» Exercise description
Copy out, from the entries below, each line that holds the string "writer".

(Collected data entries)
*-*-*
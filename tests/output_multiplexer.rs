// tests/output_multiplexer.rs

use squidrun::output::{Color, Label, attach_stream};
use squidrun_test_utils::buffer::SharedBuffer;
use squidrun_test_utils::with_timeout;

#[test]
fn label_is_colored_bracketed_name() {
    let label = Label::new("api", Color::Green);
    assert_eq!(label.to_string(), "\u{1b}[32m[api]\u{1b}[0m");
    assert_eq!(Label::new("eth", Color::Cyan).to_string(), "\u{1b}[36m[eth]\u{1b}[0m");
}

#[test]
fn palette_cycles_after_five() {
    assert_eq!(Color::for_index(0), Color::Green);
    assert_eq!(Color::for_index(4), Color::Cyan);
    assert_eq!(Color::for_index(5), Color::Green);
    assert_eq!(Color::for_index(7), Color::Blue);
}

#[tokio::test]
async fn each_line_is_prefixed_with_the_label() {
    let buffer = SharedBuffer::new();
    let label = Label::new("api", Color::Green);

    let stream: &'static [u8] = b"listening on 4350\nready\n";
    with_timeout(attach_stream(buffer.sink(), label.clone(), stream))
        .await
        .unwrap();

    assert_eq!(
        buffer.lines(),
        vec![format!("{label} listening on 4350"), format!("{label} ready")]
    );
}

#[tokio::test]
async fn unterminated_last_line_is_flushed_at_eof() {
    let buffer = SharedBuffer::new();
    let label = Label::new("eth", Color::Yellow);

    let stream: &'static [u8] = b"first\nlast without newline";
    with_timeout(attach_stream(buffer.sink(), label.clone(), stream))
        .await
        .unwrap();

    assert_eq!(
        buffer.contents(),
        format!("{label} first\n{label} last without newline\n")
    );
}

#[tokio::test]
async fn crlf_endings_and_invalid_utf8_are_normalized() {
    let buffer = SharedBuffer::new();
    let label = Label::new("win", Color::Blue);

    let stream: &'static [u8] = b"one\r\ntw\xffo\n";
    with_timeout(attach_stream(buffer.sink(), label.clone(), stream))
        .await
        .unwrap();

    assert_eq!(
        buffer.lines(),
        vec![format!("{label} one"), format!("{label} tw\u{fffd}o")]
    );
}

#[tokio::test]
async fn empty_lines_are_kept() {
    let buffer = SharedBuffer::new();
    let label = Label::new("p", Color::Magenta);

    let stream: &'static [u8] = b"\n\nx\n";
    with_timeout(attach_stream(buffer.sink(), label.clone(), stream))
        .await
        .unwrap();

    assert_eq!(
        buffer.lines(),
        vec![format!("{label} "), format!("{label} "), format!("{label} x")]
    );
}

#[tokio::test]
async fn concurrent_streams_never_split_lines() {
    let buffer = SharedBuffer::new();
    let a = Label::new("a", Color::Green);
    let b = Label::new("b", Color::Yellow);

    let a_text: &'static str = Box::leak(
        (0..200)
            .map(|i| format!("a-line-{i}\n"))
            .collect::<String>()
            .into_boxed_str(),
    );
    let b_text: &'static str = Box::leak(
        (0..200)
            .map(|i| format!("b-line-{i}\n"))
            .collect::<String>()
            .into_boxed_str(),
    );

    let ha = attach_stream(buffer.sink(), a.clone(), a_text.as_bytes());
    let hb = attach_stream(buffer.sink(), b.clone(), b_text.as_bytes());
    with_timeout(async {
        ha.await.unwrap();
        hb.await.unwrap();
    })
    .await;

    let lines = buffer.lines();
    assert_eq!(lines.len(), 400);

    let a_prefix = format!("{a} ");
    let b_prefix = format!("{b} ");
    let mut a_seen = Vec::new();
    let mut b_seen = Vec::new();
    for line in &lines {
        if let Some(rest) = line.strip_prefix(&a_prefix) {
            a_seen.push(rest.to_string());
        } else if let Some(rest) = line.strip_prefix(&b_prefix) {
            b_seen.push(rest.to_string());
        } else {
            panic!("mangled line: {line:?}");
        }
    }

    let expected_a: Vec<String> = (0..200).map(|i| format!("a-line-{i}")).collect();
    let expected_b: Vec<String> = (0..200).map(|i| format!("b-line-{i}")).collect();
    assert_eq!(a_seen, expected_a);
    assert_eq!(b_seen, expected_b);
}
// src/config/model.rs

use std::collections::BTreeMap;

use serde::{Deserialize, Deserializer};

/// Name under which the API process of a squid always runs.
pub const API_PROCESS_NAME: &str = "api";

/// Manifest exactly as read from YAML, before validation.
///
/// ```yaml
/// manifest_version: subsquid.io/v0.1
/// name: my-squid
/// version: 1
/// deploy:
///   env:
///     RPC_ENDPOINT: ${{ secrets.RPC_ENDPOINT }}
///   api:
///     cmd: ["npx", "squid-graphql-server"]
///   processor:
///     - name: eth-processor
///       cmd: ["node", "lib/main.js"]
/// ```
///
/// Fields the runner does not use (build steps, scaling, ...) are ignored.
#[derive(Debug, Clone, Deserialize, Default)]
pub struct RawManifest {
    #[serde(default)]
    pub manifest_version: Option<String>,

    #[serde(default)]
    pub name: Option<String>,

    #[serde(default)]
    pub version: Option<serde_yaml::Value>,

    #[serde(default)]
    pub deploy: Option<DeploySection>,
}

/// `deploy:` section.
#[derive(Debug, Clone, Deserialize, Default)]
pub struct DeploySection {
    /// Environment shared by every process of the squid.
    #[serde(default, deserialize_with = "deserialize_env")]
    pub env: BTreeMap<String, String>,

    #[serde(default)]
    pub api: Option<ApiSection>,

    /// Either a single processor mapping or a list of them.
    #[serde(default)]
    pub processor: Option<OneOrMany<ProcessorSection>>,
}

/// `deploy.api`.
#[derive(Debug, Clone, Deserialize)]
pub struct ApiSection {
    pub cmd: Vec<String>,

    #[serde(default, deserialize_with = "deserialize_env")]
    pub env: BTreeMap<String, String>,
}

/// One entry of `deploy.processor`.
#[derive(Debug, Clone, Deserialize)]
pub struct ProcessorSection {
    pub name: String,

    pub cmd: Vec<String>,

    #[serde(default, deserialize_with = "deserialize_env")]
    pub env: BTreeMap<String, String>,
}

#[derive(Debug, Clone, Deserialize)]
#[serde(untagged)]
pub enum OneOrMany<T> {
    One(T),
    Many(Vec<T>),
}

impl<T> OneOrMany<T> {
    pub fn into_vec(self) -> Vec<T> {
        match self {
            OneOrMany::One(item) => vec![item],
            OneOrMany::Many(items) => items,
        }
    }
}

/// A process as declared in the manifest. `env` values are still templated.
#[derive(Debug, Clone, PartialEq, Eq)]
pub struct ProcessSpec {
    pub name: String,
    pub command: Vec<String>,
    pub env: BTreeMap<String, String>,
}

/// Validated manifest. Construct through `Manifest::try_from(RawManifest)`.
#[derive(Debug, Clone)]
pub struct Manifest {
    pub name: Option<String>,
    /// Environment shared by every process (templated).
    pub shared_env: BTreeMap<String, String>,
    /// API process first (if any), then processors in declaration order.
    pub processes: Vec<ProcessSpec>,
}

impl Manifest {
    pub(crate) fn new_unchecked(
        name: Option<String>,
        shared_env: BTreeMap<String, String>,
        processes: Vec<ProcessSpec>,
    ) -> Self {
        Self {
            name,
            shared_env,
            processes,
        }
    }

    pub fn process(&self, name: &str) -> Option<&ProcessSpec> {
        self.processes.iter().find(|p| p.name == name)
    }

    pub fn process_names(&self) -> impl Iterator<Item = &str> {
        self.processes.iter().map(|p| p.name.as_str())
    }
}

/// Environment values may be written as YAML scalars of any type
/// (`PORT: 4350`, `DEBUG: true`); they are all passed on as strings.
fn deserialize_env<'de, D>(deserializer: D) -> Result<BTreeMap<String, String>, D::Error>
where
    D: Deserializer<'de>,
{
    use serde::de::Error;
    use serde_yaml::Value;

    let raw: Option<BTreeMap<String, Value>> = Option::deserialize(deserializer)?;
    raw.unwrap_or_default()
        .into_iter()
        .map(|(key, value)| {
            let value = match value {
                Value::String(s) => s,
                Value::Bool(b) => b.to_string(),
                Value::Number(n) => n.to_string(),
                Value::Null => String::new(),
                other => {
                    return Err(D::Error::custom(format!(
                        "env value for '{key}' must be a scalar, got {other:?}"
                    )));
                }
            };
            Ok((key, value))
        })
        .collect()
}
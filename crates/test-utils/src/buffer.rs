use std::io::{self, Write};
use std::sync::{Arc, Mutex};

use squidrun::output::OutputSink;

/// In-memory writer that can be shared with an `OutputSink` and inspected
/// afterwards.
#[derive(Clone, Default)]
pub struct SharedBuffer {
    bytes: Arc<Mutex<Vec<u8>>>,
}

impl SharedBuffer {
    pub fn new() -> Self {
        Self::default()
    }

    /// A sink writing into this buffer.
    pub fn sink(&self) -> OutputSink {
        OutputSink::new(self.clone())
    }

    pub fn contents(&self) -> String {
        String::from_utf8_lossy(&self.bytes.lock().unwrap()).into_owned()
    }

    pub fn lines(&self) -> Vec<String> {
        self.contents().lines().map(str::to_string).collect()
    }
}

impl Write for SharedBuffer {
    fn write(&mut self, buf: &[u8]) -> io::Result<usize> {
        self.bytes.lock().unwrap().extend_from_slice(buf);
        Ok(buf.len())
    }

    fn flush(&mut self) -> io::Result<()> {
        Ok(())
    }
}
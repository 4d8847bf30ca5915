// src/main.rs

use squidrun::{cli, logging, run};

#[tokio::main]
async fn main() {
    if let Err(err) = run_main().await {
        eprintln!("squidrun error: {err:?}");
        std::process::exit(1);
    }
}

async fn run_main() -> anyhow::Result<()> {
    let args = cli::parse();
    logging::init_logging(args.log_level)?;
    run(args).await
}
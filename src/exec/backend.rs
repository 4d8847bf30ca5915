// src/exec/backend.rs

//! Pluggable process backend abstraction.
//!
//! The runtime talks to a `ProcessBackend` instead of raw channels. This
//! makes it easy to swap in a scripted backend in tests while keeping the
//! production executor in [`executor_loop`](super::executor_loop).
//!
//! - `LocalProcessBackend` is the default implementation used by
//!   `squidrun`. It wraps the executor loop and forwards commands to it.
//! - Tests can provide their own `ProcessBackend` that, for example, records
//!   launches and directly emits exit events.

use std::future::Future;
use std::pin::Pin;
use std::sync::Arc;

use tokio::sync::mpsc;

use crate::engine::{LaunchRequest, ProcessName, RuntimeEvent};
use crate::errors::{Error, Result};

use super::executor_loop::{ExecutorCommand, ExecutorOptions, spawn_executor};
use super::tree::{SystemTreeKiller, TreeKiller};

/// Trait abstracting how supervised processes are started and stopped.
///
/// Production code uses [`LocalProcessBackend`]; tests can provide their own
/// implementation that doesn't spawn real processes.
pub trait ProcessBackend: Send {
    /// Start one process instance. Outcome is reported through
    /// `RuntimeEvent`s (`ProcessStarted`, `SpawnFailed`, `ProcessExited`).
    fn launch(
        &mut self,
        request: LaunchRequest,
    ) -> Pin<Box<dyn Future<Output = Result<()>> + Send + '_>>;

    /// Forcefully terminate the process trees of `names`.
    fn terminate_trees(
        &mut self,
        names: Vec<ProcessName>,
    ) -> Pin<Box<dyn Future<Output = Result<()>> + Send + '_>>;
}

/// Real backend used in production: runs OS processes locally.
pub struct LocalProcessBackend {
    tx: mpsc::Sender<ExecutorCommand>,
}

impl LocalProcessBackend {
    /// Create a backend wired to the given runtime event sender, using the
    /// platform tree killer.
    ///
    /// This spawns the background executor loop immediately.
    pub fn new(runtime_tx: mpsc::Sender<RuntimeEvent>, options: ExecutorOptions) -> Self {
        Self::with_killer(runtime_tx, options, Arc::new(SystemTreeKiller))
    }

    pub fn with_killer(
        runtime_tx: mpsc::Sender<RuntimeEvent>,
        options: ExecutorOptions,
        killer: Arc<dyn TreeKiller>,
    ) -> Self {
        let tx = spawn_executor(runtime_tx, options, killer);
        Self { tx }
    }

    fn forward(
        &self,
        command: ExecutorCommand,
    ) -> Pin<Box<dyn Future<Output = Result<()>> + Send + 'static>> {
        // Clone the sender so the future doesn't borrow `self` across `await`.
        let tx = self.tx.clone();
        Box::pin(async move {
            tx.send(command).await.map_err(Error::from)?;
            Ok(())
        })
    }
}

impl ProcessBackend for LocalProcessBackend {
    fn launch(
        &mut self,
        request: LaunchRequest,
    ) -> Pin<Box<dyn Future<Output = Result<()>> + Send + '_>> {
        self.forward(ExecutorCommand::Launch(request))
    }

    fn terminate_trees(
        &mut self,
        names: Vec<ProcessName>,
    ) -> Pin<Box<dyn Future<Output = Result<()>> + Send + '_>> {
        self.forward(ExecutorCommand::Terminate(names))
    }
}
*-*-*
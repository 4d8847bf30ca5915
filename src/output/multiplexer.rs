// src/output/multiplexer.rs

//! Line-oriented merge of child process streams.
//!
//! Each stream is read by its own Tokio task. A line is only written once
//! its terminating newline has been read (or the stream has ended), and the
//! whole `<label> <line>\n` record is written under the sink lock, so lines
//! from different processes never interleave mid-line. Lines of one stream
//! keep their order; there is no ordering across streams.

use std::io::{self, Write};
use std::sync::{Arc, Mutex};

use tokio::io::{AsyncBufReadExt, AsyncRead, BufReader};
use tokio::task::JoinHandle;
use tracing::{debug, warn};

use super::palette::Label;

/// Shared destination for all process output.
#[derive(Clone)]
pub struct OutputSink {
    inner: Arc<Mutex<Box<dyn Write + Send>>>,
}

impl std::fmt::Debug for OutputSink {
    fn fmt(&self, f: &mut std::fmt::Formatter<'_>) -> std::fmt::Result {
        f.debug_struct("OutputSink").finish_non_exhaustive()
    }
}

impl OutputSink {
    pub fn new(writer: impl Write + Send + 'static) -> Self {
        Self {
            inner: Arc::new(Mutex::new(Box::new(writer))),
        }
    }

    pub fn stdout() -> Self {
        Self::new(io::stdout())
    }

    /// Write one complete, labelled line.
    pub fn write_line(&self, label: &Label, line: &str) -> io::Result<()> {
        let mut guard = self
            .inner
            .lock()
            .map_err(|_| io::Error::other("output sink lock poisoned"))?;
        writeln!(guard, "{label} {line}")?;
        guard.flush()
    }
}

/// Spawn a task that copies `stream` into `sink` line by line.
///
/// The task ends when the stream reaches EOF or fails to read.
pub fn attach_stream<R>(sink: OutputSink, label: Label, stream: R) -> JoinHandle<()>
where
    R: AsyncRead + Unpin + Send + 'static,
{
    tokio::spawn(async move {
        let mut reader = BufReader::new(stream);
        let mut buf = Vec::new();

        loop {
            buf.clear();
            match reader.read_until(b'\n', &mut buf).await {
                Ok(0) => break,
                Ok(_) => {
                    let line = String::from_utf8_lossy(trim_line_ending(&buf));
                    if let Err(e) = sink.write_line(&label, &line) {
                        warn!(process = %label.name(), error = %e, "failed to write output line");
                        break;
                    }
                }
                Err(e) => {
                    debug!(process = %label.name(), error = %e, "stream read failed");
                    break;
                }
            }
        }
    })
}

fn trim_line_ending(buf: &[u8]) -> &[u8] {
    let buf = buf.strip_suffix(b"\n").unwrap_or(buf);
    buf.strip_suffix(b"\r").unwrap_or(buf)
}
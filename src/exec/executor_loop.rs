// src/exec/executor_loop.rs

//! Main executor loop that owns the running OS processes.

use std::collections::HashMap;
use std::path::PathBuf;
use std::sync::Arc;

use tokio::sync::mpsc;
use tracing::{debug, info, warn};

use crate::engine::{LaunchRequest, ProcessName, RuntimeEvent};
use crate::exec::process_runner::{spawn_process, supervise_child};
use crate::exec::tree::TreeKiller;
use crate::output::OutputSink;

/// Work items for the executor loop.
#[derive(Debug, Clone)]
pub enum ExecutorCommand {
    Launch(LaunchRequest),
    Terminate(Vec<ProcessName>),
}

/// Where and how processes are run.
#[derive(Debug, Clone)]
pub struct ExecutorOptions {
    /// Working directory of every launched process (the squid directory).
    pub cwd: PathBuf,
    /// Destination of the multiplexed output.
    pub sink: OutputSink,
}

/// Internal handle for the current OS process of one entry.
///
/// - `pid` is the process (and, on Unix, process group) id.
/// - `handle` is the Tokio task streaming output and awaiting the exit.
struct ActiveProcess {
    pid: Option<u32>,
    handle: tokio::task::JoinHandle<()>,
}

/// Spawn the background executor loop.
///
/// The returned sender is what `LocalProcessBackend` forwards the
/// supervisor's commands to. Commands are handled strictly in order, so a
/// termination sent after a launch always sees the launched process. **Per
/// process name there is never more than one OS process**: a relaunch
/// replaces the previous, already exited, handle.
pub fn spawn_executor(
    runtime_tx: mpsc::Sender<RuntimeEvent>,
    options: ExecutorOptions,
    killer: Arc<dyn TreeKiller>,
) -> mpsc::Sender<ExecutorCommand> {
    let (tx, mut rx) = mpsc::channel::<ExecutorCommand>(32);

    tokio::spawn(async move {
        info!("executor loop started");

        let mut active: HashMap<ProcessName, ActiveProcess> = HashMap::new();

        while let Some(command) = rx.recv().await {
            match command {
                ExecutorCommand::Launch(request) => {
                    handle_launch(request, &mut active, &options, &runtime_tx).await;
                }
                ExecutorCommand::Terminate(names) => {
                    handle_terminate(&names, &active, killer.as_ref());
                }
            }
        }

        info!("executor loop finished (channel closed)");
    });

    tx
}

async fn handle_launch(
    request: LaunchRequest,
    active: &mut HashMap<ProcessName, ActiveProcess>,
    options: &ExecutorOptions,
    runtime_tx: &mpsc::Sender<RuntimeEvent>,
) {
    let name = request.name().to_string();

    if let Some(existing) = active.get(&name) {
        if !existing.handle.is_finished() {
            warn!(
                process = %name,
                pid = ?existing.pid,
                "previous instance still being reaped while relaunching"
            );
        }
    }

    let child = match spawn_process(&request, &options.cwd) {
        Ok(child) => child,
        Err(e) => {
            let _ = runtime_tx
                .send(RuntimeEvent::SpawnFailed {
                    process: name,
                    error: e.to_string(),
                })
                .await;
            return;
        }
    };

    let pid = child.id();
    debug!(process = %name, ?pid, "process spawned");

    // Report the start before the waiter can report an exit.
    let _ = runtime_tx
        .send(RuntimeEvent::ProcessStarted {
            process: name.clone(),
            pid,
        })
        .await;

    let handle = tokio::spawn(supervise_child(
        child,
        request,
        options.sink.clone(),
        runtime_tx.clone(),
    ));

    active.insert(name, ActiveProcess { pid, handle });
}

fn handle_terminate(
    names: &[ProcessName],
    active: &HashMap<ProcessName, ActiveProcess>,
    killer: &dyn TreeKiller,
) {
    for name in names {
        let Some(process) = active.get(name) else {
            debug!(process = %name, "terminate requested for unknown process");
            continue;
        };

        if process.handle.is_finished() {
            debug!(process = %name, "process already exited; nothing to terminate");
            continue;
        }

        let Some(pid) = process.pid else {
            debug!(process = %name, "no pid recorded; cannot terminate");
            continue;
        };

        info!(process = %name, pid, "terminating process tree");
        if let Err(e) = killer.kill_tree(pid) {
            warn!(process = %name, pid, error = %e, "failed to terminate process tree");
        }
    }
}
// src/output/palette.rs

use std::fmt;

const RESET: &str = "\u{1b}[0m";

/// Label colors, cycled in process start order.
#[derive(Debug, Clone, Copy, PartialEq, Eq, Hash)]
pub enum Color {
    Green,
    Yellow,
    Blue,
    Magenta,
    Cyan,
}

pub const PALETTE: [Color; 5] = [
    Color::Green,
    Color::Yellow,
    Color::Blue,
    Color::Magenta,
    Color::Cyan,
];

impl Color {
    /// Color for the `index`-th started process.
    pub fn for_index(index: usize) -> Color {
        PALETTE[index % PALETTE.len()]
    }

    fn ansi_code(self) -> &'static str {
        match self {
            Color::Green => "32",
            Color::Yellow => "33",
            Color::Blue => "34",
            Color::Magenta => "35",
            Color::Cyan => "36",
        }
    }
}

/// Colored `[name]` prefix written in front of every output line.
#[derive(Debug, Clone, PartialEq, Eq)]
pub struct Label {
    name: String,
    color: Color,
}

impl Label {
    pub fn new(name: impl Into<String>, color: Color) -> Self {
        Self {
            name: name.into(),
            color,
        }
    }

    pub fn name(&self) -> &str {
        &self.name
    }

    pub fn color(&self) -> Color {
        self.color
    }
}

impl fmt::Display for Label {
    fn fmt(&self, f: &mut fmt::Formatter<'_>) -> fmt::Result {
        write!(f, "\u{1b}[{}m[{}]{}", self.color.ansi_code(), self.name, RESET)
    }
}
*-*-*
» Written answer
/// In-memory writer that can be shared with an `OutputSink` and inspected
    pub fn new(writer: impl Write + Send + 'static) -> Self {
            inner: Arc::new(Mutex::new(Box::new(writer))),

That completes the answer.